<<<<

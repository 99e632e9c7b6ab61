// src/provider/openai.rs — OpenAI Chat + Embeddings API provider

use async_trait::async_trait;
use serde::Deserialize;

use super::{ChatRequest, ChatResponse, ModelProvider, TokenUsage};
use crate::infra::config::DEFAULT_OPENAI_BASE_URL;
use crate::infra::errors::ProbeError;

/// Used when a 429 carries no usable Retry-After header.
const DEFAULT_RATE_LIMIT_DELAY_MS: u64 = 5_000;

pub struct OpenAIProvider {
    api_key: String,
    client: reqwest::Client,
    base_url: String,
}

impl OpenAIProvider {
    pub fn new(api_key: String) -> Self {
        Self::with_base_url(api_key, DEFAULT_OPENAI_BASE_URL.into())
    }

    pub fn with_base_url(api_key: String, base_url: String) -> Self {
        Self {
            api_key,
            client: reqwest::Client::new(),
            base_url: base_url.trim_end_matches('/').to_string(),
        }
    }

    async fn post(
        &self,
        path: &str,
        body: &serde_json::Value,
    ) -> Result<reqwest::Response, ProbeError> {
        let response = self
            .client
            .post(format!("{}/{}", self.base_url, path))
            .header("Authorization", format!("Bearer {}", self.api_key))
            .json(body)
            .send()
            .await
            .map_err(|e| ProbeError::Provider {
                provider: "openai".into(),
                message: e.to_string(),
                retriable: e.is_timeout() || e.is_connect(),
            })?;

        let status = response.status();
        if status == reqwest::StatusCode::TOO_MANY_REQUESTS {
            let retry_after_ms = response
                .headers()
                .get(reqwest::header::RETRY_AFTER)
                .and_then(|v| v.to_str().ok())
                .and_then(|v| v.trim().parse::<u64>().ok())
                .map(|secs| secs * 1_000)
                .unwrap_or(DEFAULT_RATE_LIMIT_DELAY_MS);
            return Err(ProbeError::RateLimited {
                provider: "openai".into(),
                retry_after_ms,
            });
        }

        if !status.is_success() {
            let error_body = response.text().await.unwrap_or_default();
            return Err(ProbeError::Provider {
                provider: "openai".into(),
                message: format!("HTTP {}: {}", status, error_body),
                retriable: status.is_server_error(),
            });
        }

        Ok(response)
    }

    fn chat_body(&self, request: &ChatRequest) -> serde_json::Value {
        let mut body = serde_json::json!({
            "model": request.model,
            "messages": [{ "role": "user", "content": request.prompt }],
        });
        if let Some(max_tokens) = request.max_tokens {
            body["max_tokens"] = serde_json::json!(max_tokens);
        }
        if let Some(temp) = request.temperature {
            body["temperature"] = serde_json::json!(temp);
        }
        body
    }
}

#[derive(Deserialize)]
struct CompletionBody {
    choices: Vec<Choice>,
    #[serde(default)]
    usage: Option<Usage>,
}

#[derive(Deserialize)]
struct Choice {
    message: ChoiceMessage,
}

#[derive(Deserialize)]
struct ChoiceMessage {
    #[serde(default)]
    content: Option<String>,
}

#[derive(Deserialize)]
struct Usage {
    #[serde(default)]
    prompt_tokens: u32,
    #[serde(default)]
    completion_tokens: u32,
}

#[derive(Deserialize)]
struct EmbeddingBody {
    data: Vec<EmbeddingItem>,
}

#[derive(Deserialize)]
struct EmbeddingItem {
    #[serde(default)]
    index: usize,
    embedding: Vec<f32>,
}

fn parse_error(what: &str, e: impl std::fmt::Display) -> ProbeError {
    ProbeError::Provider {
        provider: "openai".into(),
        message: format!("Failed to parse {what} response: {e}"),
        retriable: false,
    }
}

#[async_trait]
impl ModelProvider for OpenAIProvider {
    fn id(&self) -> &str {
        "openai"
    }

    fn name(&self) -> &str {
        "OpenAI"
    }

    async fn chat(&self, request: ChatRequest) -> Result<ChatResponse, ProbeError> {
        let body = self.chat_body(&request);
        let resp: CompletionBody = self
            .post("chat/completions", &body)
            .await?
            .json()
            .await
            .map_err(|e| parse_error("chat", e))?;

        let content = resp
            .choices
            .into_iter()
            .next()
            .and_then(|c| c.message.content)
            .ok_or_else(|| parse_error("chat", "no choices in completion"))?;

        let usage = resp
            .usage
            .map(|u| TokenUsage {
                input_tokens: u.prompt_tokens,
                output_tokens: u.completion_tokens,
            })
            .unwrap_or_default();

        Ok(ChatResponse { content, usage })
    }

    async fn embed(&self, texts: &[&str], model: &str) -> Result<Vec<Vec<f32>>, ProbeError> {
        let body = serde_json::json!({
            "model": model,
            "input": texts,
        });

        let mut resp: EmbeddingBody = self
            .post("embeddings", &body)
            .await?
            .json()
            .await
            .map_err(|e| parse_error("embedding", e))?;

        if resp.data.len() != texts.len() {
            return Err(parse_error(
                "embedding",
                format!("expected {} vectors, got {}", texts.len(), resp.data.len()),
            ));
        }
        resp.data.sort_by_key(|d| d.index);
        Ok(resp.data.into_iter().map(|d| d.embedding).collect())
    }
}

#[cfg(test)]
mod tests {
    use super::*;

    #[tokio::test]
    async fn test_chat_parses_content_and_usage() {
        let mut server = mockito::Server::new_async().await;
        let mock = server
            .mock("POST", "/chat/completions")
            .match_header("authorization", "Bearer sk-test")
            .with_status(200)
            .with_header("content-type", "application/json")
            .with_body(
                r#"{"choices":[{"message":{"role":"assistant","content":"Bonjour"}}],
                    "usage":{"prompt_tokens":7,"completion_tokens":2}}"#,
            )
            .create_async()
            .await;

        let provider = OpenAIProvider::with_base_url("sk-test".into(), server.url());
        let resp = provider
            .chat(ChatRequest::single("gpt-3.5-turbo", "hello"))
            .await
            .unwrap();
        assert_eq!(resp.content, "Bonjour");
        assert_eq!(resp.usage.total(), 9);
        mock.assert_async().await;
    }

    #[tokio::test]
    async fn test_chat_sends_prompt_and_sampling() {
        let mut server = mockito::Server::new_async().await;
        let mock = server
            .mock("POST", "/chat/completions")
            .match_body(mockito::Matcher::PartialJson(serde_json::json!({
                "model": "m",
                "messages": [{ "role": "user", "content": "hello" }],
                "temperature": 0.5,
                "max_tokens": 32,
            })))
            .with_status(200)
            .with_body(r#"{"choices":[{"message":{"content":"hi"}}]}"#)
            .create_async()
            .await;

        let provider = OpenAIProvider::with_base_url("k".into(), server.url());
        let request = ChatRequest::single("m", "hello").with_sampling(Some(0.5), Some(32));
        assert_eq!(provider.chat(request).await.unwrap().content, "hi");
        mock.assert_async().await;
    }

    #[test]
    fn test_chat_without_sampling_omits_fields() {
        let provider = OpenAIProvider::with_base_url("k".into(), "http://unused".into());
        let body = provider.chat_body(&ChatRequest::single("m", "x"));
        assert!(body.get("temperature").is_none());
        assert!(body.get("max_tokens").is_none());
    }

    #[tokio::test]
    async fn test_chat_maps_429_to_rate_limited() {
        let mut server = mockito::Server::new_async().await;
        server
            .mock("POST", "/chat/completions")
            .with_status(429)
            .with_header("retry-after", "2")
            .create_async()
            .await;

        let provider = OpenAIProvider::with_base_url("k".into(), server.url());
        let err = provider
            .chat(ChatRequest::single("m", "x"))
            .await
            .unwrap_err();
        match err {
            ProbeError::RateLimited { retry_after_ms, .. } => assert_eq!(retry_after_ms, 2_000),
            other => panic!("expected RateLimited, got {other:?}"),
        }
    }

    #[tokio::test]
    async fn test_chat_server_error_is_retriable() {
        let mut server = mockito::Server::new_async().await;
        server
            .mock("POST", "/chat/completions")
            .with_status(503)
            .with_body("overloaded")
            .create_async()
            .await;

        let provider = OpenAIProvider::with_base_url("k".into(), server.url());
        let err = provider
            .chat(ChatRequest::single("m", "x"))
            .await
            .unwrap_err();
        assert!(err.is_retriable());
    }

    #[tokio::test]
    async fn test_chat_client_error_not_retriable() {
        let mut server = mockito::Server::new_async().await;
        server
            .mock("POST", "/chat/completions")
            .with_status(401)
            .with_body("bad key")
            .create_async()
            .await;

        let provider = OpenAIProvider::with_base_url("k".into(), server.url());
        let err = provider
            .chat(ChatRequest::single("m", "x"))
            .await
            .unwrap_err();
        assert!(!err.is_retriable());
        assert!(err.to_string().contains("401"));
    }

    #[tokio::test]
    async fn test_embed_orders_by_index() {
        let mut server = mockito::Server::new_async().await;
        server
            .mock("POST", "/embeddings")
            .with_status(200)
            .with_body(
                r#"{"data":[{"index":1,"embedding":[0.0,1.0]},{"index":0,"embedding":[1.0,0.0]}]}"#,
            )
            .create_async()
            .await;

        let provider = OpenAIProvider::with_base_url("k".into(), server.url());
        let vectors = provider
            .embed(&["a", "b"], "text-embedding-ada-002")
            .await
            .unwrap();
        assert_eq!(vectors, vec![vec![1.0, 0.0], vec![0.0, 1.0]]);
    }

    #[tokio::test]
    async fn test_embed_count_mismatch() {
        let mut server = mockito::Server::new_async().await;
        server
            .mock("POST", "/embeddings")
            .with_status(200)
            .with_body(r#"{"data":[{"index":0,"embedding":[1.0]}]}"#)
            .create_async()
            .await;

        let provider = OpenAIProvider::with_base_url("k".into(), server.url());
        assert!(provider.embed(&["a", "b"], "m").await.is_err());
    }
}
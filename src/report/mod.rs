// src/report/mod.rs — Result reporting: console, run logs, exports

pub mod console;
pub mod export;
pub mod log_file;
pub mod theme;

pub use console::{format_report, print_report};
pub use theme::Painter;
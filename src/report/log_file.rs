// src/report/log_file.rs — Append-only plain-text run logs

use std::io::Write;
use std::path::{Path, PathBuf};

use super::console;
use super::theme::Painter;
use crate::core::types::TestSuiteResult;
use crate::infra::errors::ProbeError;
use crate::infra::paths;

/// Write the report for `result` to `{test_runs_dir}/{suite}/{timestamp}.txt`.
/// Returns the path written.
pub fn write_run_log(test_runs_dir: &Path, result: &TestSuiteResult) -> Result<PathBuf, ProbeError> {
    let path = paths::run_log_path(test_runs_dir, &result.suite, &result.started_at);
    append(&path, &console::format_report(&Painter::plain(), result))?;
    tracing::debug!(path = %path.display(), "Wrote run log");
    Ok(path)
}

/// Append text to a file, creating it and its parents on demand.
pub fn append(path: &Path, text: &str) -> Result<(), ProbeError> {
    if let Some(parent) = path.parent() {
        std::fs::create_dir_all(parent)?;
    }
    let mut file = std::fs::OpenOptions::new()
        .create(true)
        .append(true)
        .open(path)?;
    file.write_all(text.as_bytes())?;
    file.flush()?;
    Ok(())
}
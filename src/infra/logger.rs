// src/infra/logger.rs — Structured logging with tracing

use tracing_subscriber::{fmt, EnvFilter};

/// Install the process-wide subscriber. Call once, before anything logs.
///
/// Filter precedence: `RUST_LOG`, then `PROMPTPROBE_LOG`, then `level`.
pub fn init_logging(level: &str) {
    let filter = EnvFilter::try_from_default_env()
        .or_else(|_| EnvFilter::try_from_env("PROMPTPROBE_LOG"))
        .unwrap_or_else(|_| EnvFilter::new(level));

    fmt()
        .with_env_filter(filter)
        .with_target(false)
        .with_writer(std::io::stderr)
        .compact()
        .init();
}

>>>>

Your instructions: Which of the lines in the data hold the string "what"? Report each of them by copying it.

Response below:
fn parse_error(what: &str, e: impl std::fmt::Display) -> ProbeError {
        message: format!("Failed to parse {what} response: {e}"),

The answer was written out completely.